• [EXTRACTED RECORDS]
+++++

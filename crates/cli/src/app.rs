// SPDX-License-Identifier: BUSL-1.1
// Copyright (c) 2026 Alfred Jean LLC

//! Loaded application context: the town plus production adapters.

use anyhow::{Context, Result};
use gt_adapters::tracker::load_routes;
use gt_adapters::{BdTracker, GitCli, RuntimeConfig, TmuxSessions};
use gt_engine::TownCtx;

/// Everything a command needs: the town and the three adapters.
pub struct App {
    pub town: TownCtx,
    pub tracker: BdTracker,
    pub sessions: TmuxSessions,
    pub git: GitCli,
}

impl App {
    /// Discover the town from the working directory and wire the
    /// production adapters.
    pub fn load() -> Result<Self> {
        let cwd = std::env::current_dir().context("cannot read working directory")?;
        let town = TownCtx::discover(&cwd)?;
        let routes = load_routes(&town.paths().routes_file())
            .context("cannot load the routes table")?;
        let tracker = BdTracker::new(town.paths().root(), routes).with_actor(crate::env::actor());
        Ok(Self {
            town,
            tracker,
            sessions: TmuxSessions::new(),
            git: GitCli::new(),
        })
    }

    /// The default interactive-runtime preset for spawned agents.
    pub fn default_runtime(&self) -> RuntimeConfig {
        RuntimeConfig {
            command: std::env::var("GT_RUNTIME_CMD")
                .unwrap_or_else(|_| "claude --dangerously-skip-permissions".to_string()),
            ready_prompt_prefix: None,
            process_name: "claude".to_string(),
        }
    }
}
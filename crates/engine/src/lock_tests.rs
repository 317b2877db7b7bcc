// SPDX-License-Identifier: BUSL-1.1
// Copyright (c) 2026 Alfred Jean LLC

use super::*;
use tempfile::TempDir;

#[test]
fn acquire_records_holder_info() {
    let dir = TempDir::new().unwrap();
    let lock = IdentityLock::acquire(dir.path(), "gt-gastown-nux").unwrap();
    assert!(lock.path().exists());

    let info = IdentityLock::holder(dir.path()).unwrap();
    assert_eq!(info.pid, std::process::id());
    assert_eq!(info.session_id, "gt-gastown-nux");
    assert!(!info.acquired_at.is_empty());
}

#[test]
fn second_claimant_collides_with_diagnostics() {
    let dir = TempDir::new().unwrap();
    let _held = IdentityLock::acquire(dir.path(), "gt-gastown-nux").unwrap();

    let err = IdentityLock::acquire(dir.path(), "gt-gastown-nux").unwrap_err();
    let EngineError::IdentityCollision { holder } = err else {
        panic!("expected identity collision");
    };
    assert!(
        holder.contains(&std::process::id().to_string()),
        "diagnostics name the holder: {holder}"
    );
    assert!(holder.contains("gt-gastown-nux"));
}

#[test]
fn drop_releases_the_lock() {
    let dir = TempDir::new().unwrap();
    {
        let _lock = IdentityLock::acquire(dir.path(), "first").unwrap();
    }
    // Reacquire after release.
    let second = IdentityLock::acquire(dir.path(), "second").unwrap();
    assert_eq!(
        IdentityLock::holder(dir.path()).unwrap().session_id,
        "second"
    );
    drop(second);
}

#[test]
fn repair_removes_the_lock_file() {
    let dir = TempDir::new().unwrap();
    {
        let _lock = IdentityLock::acquire(dir.path(), "stale").unwrap();
    }
    IdentityLock::repair(dir.path()).unwrap();
    assert!(IdentityLock::holder(dir.path()).is_none());
}
// SPDX-License-Identifier: BUSL-1.1
// Copyright (c) 2026 Alfred Jean LLC

//! Await-signal: the patrol loop primitive.
//!
//! Long-lived agents (witness, refinery, deacon) sleep on the activity
//! feed with exponential idle backoff. The wake time is persisted as a
//! `backoff-until` label so an interrupted wait resumes instead of
//! restarting: cumulative wait across interrupts equals one
//! uninterrupted wait.

use crate::activity::EventTail;
use crate::context::TownCtx;
use crate::error::EngineError;
use gt_adapters::{Tracker, UpdatePatch};
use gt_core::bead::Bead;
use gt_core::retry::RetryPolicy;
use std::time::Duration;

/// Poll interval over the events file.
const FEED_POLL: Duration = Duration::from_millis(200);

const IDLE_LABEL: &str = "idle";
const BACKOFF_LABEL: &str = "backoff-until";

/// Options for [`await_signal`].
#[derive(Debug, Clone)]
pub struct AwaitOptions {
    /// Flat timeout when no backoff is configured.
    pub timeout: Duration,
    /// Enables idle backoff: `min(base · mult^idle, max)`.
    pub backoff_base: Option<Duration>,
    pub backoff_mult: f64,
    pub backoff_max: Option<Duration>,
    /// Agent bead carrying the `idle:N` / `backoff-until:TS` labels.
    pub agent_bead: Option<String>,
    pub quiet: bool,
}

impl Default for AwaitOptions {
    fn default() -> Self {
        Self {
            timeout: Duration::from_secs(60),
            backoff_base: None,
            backoff_mult: 2.0,
            backoff_max: None,
            agent_bead: None,
            quiet: false,
        }
    }
}

/// Why the wait ended.
#[derive(Debug, Clone, Copy, PartialEq, Eq)]
pub enum AwaitReason {
    Signal,
    Timeout,
}

impl AwaitReason {
    pub fn as_str(&self) -> &'static str {
        match self {
            AwaitReason::Signal => "signal",
            AwaitReason::Timeout => "timeout",
        }
    }
}

/// Result of one await cycle.
#[derive(Debug, Clone)]
pub struct AwaitOutcome {
    pub reason: AwaitReason,
    /// The feed line that woke us, on signal.
    pub signal: Option<String>,
    /// The wait actually configured for this cycle.
    pub effective_timeout: Duration,
}

/// Wait for activity-feed traffic or an (idle-backed-off) timeout.
pub async fn await_signal<T: Tracker>(
    tracker: &T,
    town: &TownCtx,
    opts: &AwaitOptions,
) -> Result<AwaitOutcome, EngineError> {
    let agent = match &opts.agent_bead {
        Some(id) => Some(tracker.show(id, true).await?),
        None => None,
    };

    let idle: u32 = agent
        .as_ref()
        .and_then(|b| b.label_value(IDLE_LABEL))
        .and_then(|v| v.parse().ok())
        .unwrap_or(0);

    let full_timeout = match opts.backoff_base {
        Some(base) => RetryPolicy {
            base,
            mult: opts.backoff_mult,
            max: opts.backoff_max.unwrap_or(base.saturating_mul(64)),
            jitter_frac: 0.0,
            attempts: 1,
        }
        .backoff_timeout(idle),
        None => opts.timeout,
    };

    // Resume semantics: a persisted future wake time bounds the wait.
    let now = gt_core::time_fmt::unix_now();
    let persisted_until: Option<u64> = agent
        .as_ref()
        .and_then(|b| b.label_value(BACKOFF_LABEL))
        .and_then(|v| v.parse().ok());

    let effective = match persisted_until {
        Some(until) if until > now && until - now <= full_timeout.as_secs() => {
            Duration::from_secs(until - now)
        }
        _ => {
            if let (Some(bead), Some(_)) = (&agent, &opts.agent_bead) {
                persist_backoff_until(tracker, bead, now + full_timeout.as_secs()).await;
            }
            full_timeout
        }
    };

    if !opts.quiet {
        tracing::info!(
            idle,
            effective_secs = effective.as_secs(),
            "awaiting activity signal"
        );
    }

    // Tail the feed from its current end.
    let mut tail = EventTail::open(town.paths())?;
    let deadline = tokio::time::Instant::now() + effective;
    let signal = loop {
        if let Some(line) = tail.next_line()? {
            break Some(line);
        }
        if tokio::time::Instant::now() >= deadline {
            break None;
        }
        tokio::time::sleep(FEED_POLL).await;
    };

    let outcome = match signal {
        Some(line) => {
            if let Some(bead) = &agent {
                // Clear the persisted wake time; the caller resets idle.
                clear_labels(tracker, bead, &[BACKOFF_LABEL]).await;
                heartbeat(tracker, &bead.id).await;
            }
            AwaitOutcome {
                reason: AwaitReason::Signal,
                signal: Some(line),
                effective_timeout: effective,
            }
        }
        None => {
            if let Some(bead) = &agent {
                bump_idle(tracker, bead, idle).await;
                heartbeat(tracker, &bead.id).await;
            }
            AwaitOutcome {
                reason: AwaitReason::Timeout,
                signal: None,
                effective_timeout: effective,
            }
        }
    };
    Ok(outcome)
}

/// Reset an agent's idle counter (callers do this after handling a
/// signal).
pub async fn reset_idle<T: Tracker>(tracker: &T, agent_bead: &str) -> Result<(), EngineError> {
    let bead = tracker.show(agent_bead, true).await?;
    let mut patch = UpdatePatch::default().add_label(format!("{}:0", IDLE_LABEL));
    for label in existing_labels(&bead, IDLE_LABEL) {
        patch = patch.remove_label(label);
    }
    tracker.update(agent_bead, &patch).await?;
    Ok(())
}

fn existing_labels(bead: &Bead, key: &str) -> Vec<String> {
    let prefix = format!("{}:", key);
    bead.labels
        .iter()
        .filter(|l| l.starts_with(&prefix))
        .cloned()
        .collect()
}

/// Label writes on the agent bead are observational: warn and continue.
async fn persist_backoff_until<T: Tracker>(tracker: &T, bead: &Bead, until: u64) {
    let mut patch = UpdatePatch::default().add_label(format!("{}:{}", BACKOFF_LABEL, until));
    for label in existing_labels(bead, BACKOFF_LABEL) {
        patch = patch.remove_label(label);
    }
    if let Err(err) = tracker.update(&bead.id, &patch).await {
        tracing::warn!(agent = %bead.id, error = %err, "failed to persist backoff-until");
    }
}

async fn clear_labels<T: Tracker>(tracker: &T, bead: &Bead, keys: &[&str]) {
    let mut patch = UpdatePatch::default();
    for key in keys {
        for label in existing_labels(bead, key) {
            patch = patch.remove_label(label);
        }
    }
    if patch.is_empty() {
        return;
    }
    if let Err(err) = tracker.update(&bead.id, &patch).await {
        tracing::warn!(agent = %bead.id, error = %err, "failed to clear patrol labels");
    }
}

async fn bump_idle<T: Tracker>(tracker: &T, bead: &Bead, idle: u32) {
    let mut patch = UpdatePatch::default()
        .add_label(format!("{}:{}", IDLE_LABEL, idle.saturating_add(1)));
    for label in existing_labels(bead, IDLE_LABEL) {
        patch = patch.remove_label(label);
    }
    for label in existing_labels(bead, BACKOFF_LABEL) {
        patch = patch.remove_label(label);
    }
    if let Err(err) = tracker.update(&bead.id, &patch).await {
        tracing::warn!(agent = %bead.id, error = %err, "failed to bump idle counter");
    }
}

async fn heartbeat<T: Tracker>(tracker: &T, agent_bead: &str) {
    if let Err(err) = tracker.heartbeat(agent_bead).await {
        tracing::warn!(agent = agent_bead, error = %err, "heartbeat failed");
    }
}

/// Patrol bootstrap for a self-driving agent.
///
/// When the agent has no active patrol wisp: close stale patrol
/// molecules (open, but with nothing active underneath), cook the
/// role's patrol formula, wisp it, bond it to the agent bead, and hook
/// it to the agent. Subsequent cycles observe `hooked` and resume.
/// Returns the new wisp root, or `None` when a patrol is already
/// active.
pub async fn ensure_patrol<T: Tracker>(
    tracker: &T,
    town: &TownCtx,
    agent: &gt_core::address::AgentAddress,
) -> Result<Option<String>, EngineError> {
    use gt_core::bead::{BeadStatus, BeadType, DepDirection, DepType};

    let agent_bead_id = agent.bead_id(town.prefixes())?;
    let agent_bead = tracker.show(&agent_bead_id, true).await?;

    // An active patrol on the hook means nothing to do.
    if let Some(hooked) = &agent_bead.hook_bead {
        if let Ok(wisp) = tracker.show(hooked, true).await {
            if wisp.status.is_active() && wisp.status != BeadStatus::Open {
                return Ok(None);
            }
        }
    }

    // Reap stale patrol molecules: open epics assigned to this agent
    // with no open/hooked/in-progress children.
    let filter = gt_adapters::ListFilter::default()
        .status("open")
        .assignee(agent.to_string())
        .bead_type(BeadType::Epic);
    for stale in tracker.list(&filter).await? {
        let children = tracker
            .dep_list(&stale.id, DepDirection::Down, Some(DepType::ParentChild))
            .await?;
        let mut any_active = false;
        for child in &children {
            if let Ok(bead) = tracker.show(&child.id, true).await {
                if bead.status.is_active() {
                    any_active = true;
                    break;
                }
            }
        }
        if !any_active {
            tracing::info!(molecule = %stale.id, "closing stale patrol molecule");
            if let Err(err) = tracker.close(&stale.id, true).await {
                tracing::warn!(molecule = %stale.id, error = %err, "stale patrol close failed");
            }
        }
    }

    let formula = format!("mol-{}-patrol", agent.role().as_str());
    tracker.formula_cook(&formula, &agent_bead_id).await?;
    let wisp = tracker
        .molecule_wisp(&formula, &[], &agent_bead_id)
        .await?;
    tracker.molecule_bond(&wisp, &agent_bead_id).await?;
    tracker
        .update(
            &wisp,
            &UpdatePatch::default()
                .status(BeadStatus::Hooked)
                .assignee(agent.to_string()),
        )
        .await?;
    tracker.set_hook_slot(&agent_bead_id, Some(&wisp)).await?;
    Ok(Some(wisp))
}

#[cfg(test)]
#[path = "patrol_tests.rs"]
mod tests;
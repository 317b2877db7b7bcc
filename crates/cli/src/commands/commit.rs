// SPDX-License-Identifier: BUSL-1.1
// Copyright (c) 2026 Alfred Jean LLC

//! `gt commit` - commit with the current agent's git identity

use anyhow::Result;
use clap::Args;

#[derive(Args)]
pub struct CommitArgs {
    /// Arguments passed through to `git commit`
    #[arg(allow_hyphen_values = true)]
    pub git_args: Vec<String>,
}

/// Author identity for an agent actor: the address as the name, a
/// derived address-shaped mailbox as the email.
pub fn identity_for(actor: &str) -> (String, String) {
    let slug: String = actor
        .chars()
        .map(|c| if c == '/' { '-' } else { c })
        .collect();
    (actor.to_string(), format!("{}@gastown.local", slug))
}

pub async fn handle(args: CommitArgs) -> Result<()> {
    let actor = crate::env::actor();
    let (name, email) = identity_for(&actor);

    // Git owns the terminal here (editor, hooks); propagate its exit
    // code rather than wrapping its output.
    let status = tokio::process::Command::new("git")
        .arg("-c")
        .arg(format!("user.name={}", name))
        .arg("-c")
        .arg(format!("user.email={}", email))
        .arg("commit")
        .args(&args.git_args)
        .status()
        .await?;

    if !status.success() {
        std::process::exit(status.code().unwrap_or(1));
    }
    Ok(())
}
// SPDX-License-Identifier: BUSL-1.1
// Copyright (c) 2026 Alfred Jean LLC

use super::*;

fn bead() -> Bead {
    Bead {
        id: "gt-abc12".to_string(),
        title: "Fix bug".to_string(),
        ..Default::default()
    }
}

#[test]
fn status_serde_uses_snake_case() {
    assert_eq!(
        serde_json::to_string(&BeadStatus::InProgress).unwrap(),
        "\"in_progress\""
    );
    let status: BeadStatus = serde_json::from_str("\"hooked\"").unwrap();
    assert_eq!(status, BeadStatus::Hooked);
}

#[test]
fn bead_deserializes_with_missing_fields() {
    let bead: Bead = serde_json::from_str(r#"{"id":"gt-abc12"}"#).unwrap();
    assert_eq!(bead.id, "gt-abc12");
    assert_eq!(bead.status, BeadStatus::Open);
    assert!(bead.assignee.is_none());
    assert!(bead.labels.is_empty());
}

#[test]
fn bead_ignores_unknown_fields() {
    let bead: Bead =
        serde_json::from_str(r#"{"id":"gt-abc12","created_at":"2026-01-01","foo":3}"#).unwrap();
    assert_eq!(bead.id, "gt-abc12");
}

#[test]
fn label_values() {
    let mut b = bead();
    b.labels = vec!["idle:3".to_string(), "digest".to_string()];
    assert_eq!(b.label_value("idle"), Some("3"));
    assert_eq!(b.label_value("backoff-until"), None);
    assert!(b.has_label("digest"));
    assert!(!b.has_label("idle"));
}

#[test]
fn deferred_by_status() {
    let mut b = bead();
    b.status = BeadStatus::Deferred;
    assert!(b.is_deferred());
}

#[test]
fn deferred_by_description_marker() {
    for marker in [
        "Deferred to post-launch cleanup",
        "deferred to post launch",
        "Status: deferred",
    ] {
        let mut b = bead();
        b.description = marker.to_string();
        assert!(b.is_deferred(), "marker not detected: {marker}");
    }
}

#[test]
fn open_plain_bead_is_not_deferred() {
    assert!(!bead().is_deferred());
}

#[test]
fn attached_wisps_unions_deps_and_description() {
    let mut b = bead();
    b.dependencies = vec![
        Dependency {
            id: "gt-wisp-aaa".to_string(),
            dep_type: DepType::Blocks,
        },
        Dependency {
            id: "gt-step-one".to_string(),
            dep_type: DepType::Blocks,
        },
        Dependency {
            id: "gt-wisp-parent".to_string(),
            dep_type: DepType::ParentChild,
        },
    ];
    b.description = "attached_molecule: gt-wisp-bbb".to_string();

    let wisps = b.attached_wisps();
    assert_eq!(wisps, vec!["gt-wisp-aaa".to_string(), "gt-wisp-bbb".to_string()]);
}

#[test]
fn attached_wisps_dedups_description_field() {
    let mut b = bead();
    b.dependencies = vec![Dependency {
        id: "gt-wisp-aaa".to_string(),
        dep_type: DepType::Blocks,
    }];
    b.description = "attached_molecule: gt-wisp-aaa".to_string();
    assert_eq!(b.attached_wisps(), vec!["gt-wisp-aaa".to_string()]);
}

#[test]
fn attached_wisps_unwraps_external_refs() {
    let mut b = bead();
    b.dependencies = vec![Dependency {
        id: "external:gt:gt-wisp-ccc".to_string(),
        dep_type: DepType::Blocks,
    }];
    assert_eq!(b.attached_wisps(), vec!["gt-wisp-ccc".to_string()]);
}
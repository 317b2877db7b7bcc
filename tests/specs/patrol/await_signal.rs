//! Await-signal specs (feed tailing without a tracker).

use crate::prelude::*;
use std::io::Write;

#[test]
fn times_out_quietly_without_traffic() {
    let town = make_town();
    cli()
        .args(&["await-signal", "--timeout", "1s", "--quiet"])
        .town(&town)
        .passes()
        .stdout_has("timeout");
}

#[test]
fn json_output_reports_the_reason() {
    let town = make_town();
    let out = cli()
        .args(&["await-signal", "--timeout", "1s", "--quiet", "--json"])
        .town(&town)
        .passes()
        .stdout();
    let value: serde_json::Value = serde_json::from_str(&out).unwrap();
    assert_eq!(value["reason"], "timeout");
    assert_eq!(value["effective_timeout_secs"], 1);
}

#[test]
fn feed_traffic_wakes_the_wait() {
    let town = make_town();

    let mut child = cli()
        .args(&["await-signal", "--timeout", "30s", "--quiet"])
        .town(&town)
        .command()
        .stdout(std::process::Stdio::piped())
        .spawn()
        .unwrap();

    // Give the tail a moment to open the feed, then append a line.
    std::thread::sleep(std::time::Duration::from_millis(500));
    let mut feed = std::fs::OpenOptions::new()
        .create(true)
        .append(true)
        .open(town.events_file())
        .unwrap();
    writeln!(
        feed,
        r#"{{"type":"sling","actor":"mayor","payload":null,"ts":"t"}}"#
    )
    .unwrap();
    drop(feed);

    let output = child.wait_with_output().unwrap();
    assert!(output.status.success());
    let stdout = String::from_utf8_lossy(&output.stdout);
    assert!(stdout.contains("signal"), "stdout: {stdout}");
}

#[test]
fn bad_duration_is_a_usage_error() {
    let town = make_town();
    cli()
        .args(&["await-signal", "--timeout", "soon"])
        .town(&town)
        .fails();
}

+++++

• [TASK DETAILS] Search the listing above for lines containing "match", and copy them.

• [OUTPUT OF THE TASK]
        match self {
    let agent = match &opts.agent_bead {
    let full_timeout = match opts.backoff_base {
    let effective = match persisted_until {
    let outcome = match signal {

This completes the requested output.